Items from a dataset:
Start of Block

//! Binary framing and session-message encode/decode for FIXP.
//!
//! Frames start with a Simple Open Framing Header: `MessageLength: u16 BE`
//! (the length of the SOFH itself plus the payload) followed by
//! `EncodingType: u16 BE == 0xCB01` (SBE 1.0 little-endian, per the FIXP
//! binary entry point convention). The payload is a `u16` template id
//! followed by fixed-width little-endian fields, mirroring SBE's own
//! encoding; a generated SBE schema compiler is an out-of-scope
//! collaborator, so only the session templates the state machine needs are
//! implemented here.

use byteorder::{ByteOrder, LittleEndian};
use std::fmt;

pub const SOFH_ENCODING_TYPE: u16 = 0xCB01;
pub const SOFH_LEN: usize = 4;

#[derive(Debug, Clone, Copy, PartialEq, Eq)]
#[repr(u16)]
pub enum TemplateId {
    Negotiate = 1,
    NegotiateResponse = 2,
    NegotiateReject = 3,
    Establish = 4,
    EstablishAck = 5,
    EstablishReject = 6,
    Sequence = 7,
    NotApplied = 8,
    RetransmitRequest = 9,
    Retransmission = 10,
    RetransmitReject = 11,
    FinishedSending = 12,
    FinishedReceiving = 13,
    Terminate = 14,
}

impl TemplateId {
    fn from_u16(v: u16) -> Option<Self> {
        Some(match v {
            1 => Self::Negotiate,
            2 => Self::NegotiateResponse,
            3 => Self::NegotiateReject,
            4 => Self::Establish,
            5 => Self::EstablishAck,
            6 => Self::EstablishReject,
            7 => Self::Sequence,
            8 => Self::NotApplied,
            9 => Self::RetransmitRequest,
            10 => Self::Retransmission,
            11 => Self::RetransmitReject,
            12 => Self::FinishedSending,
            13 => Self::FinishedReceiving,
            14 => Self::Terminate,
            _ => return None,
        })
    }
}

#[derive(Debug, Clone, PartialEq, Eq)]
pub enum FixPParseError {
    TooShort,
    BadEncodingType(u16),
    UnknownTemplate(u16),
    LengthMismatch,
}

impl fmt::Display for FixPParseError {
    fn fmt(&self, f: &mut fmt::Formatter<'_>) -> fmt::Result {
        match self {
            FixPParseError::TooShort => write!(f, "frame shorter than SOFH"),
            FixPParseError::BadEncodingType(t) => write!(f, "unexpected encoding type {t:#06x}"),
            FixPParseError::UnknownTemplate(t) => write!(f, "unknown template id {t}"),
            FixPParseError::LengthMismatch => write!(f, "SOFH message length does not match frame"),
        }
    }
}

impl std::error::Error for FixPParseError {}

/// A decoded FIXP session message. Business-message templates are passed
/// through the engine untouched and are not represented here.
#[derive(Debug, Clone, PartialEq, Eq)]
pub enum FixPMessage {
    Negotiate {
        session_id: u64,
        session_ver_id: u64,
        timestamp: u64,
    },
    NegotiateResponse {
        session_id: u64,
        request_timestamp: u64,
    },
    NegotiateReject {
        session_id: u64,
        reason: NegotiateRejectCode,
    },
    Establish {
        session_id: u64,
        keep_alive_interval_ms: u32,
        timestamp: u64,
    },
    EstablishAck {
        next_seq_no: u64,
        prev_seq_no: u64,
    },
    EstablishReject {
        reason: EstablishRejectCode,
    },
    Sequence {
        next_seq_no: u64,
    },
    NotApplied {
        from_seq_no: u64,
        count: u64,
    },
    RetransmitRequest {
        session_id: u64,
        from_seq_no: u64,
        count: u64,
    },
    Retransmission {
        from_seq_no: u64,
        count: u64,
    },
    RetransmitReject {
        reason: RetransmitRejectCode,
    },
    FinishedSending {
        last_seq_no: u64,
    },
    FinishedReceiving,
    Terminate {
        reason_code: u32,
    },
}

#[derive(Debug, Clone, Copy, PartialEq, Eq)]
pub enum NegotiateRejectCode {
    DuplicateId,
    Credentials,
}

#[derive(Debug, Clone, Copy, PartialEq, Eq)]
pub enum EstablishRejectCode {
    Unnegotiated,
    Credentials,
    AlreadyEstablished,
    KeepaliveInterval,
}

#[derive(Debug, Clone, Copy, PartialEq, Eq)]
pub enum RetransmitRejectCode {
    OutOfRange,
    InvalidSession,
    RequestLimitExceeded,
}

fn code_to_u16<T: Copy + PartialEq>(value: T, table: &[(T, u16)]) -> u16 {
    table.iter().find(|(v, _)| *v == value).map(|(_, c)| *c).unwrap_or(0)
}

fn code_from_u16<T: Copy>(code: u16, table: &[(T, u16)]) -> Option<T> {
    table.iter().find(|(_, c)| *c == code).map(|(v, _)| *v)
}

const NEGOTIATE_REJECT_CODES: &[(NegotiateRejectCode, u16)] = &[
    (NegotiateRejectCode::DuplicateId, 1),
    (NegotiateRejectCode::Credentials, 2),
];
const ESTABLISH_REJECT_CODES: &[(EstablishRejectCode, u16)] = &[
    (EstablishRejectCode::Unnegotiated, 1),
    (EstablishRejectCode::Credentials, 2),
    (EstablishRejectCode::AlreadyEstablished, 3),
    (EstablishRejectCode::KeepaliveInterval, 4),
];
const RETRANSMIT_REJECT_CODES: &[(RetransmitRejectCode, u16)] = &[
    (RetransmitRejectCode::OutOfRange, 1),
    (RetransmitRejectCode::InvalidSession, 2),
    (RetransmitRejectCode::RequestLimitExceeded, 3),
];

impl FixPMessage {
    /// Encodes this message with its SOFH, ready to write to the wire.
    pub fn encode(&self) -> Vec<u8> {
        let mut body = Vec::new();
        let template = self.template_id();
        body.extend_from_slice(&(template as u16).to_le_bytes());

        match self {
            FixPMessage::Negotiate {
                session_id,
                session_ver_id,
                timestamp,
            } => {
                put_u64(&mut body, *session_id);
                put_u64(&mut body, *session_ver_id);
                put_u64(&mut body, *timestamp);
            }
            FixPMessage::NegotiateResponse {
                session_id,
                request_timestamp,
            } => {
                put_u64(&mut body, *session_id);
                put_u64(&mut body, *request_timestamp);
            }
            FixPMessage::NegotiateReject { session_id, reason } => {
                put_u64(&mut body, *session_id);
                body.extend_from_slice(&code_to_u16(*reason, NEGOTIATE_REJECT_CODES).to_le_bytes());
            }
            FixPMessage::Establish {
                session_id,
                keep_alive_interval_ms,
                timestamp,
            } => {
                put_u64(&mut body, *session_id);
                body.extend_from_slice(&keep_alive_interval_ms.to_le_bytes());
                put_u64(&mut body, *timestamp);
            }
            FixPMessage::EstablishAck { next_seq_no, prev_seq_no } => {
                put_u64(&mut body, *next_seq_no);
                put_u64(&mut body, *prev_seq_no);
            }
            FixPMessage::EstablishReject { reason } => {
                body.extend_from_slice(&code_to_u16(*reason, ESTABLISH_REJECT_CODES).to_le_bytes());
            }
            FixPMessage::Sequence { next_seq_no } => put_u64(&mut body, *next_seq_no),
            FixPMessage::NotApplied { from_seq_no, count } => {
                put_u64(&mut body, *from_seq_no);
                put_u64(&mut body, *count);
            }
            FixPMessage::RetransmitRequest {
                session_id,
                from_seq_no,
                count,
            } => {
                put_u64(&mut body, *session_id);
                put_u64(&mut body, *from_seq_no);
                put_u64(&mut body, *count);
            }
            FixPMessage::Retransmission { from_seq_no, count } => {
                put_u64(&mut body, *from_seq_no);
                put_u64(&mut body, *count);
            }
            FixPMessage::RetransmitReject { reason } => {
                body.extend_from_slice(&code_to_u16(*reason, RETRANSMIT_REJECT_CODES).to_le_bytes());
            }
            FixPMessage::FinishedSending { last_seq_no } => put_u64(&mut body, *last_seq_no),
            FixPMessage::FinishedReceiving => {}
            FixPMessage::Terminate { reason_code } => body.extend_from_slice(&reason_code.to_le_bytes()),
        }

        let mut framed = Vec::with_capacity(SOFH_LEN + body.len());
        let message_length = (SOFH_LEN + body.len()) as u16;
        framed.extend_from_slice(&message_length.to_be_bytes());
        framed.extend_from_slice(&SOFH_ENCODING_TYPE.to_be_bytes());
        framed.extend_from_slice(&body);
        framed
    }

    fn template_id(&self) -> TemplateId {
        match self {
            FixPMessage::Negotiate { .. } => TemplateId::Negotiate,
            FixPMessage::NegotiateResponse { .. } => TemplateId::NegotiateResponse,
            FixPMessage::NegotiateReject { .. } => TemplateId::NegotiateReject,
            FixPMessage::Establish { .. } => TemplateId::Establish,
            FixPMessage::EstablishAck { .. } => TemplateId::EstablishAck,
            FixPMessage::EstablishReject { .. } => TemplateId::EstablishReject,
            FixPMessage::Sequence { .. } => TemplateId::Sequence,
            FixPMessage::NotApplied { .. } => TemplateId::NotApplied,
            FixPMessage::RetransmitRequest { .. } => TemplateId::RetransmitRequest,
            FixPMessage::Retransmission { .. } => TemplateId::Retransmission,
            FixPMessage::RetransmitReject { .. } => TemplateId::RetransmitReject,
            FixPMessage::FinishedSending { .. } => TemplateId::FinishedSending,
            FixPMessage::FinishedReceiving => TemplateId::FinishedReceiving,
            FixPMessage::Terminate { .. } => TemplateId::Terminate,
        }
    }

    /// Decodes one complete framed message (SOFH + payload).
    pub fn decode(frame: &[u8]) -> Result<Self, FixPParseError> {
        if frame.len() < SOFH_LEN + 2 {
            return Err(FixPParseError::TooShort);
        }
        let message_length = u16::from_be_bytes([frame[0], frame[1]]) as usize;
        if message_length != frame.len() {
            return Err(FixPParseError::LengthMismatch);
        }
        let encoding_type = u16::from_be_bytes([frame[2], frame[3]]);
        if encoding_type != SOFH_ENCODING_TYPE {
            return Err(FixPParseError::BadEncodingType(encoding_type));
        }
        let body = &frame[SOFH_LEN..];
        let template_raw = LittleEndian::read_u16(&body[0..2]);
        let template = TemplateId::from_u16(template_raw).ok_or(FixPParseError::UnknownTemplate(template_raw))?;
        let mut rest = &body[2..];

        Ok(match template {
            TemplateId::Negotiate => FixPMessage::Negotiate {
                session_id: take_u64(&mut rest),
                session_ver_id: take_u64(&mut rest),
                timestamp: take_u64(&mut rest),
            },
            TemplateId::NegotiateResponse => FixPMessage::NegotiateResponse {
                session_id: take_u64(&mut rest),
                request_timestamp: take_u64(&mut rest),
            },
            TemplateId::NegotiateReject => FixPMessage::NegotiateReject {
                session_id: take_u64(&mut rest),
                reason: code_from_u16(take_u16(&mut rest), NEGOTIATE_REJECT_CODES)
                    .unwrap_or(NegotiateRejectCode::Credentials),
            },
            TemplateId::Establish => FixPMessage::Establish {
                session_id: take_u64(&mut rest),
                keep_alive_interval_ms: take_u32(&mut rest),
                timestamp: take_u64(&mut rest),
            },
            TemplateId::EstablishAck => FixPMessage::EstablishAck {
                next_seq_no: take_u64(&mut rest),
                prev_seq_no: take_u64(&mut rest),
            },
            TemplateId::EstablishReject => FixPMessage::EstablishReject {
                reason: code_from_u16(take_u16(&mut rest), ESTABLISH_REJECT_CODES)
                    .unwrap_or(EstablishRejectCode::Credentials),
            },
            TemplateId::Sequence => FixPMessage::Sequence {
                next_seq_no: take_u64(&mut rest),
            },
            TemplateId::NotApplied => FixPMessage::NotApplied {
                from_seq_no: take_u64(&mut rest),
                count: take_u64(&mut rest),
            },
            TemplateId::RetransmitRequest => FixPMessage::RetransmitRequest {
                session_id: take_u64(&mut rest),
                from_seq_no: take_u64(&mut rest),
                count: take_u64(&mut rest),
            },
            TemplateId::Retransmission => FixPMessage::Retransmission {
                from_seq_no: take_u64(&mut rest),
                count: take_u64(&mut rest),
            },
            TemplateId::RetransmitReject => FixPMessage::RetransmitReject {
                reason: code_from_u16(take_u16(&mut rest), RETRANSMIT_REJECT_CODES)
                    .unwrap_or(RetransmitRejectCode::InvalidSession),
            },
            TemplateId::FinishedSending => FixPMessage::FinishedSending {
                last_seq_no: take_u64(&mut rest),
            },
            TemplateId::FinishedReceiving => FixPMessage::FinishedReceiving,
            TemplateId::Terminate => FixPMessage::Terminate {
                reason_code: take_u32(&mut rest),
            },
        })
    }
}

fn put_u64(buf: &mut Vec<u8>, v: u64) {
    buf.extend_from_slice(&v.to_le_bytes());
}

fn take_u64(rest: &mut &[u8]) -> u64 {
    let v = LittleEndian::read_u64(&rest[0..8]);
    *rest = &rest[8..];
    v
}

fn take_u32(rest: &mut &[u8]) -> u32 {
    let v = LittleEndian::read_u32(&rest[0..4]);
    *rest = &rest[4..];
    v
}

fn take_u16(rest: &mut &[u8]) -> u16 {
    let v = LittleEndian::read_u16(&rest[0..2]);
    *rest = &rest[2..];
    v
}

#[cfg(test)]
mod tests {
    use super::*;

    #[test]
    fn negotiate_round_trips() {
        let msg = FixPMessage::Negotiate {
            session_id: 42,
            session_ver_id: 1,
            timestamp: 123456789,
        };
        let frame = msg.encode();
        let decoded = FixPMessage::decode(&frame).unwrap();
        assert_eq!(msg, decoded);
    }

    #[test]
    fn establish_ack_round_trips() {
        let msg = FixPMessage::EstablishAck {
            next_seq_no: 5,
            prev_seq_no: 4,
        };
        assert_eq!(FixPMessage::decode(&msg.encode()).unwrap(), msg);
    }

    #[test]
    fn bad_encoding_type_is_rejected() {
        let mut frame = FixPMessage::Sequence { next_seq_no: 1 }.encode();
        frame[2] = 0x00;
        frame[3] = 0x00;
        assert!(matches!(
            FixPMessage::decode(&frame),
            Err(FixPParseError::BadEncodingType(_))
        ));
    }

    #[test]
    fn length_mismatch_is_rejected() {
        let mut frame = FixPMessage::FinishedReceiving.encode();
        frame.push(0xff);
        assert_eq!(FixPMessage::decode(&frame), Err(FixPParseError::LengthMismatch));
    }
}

End of Block

**Work task**
Reproduce only the lines above, starting at the line with "pub fn decode(frame: &[u8])" and ending at the line with "if message_length != frame.len()", exactly as written.

**Answer section**
    pub fn decode(frame: &[u8]) -> Result<Self, FixPParseError> {
        if frame.len() < SOFH_LEN + 2 {
            return Err(FixPParseError::TooShort);
        }
        let message_length = u16::from_be_bytes([frame[0], frame[1]]) as usize;
        if message_length != frame.len() {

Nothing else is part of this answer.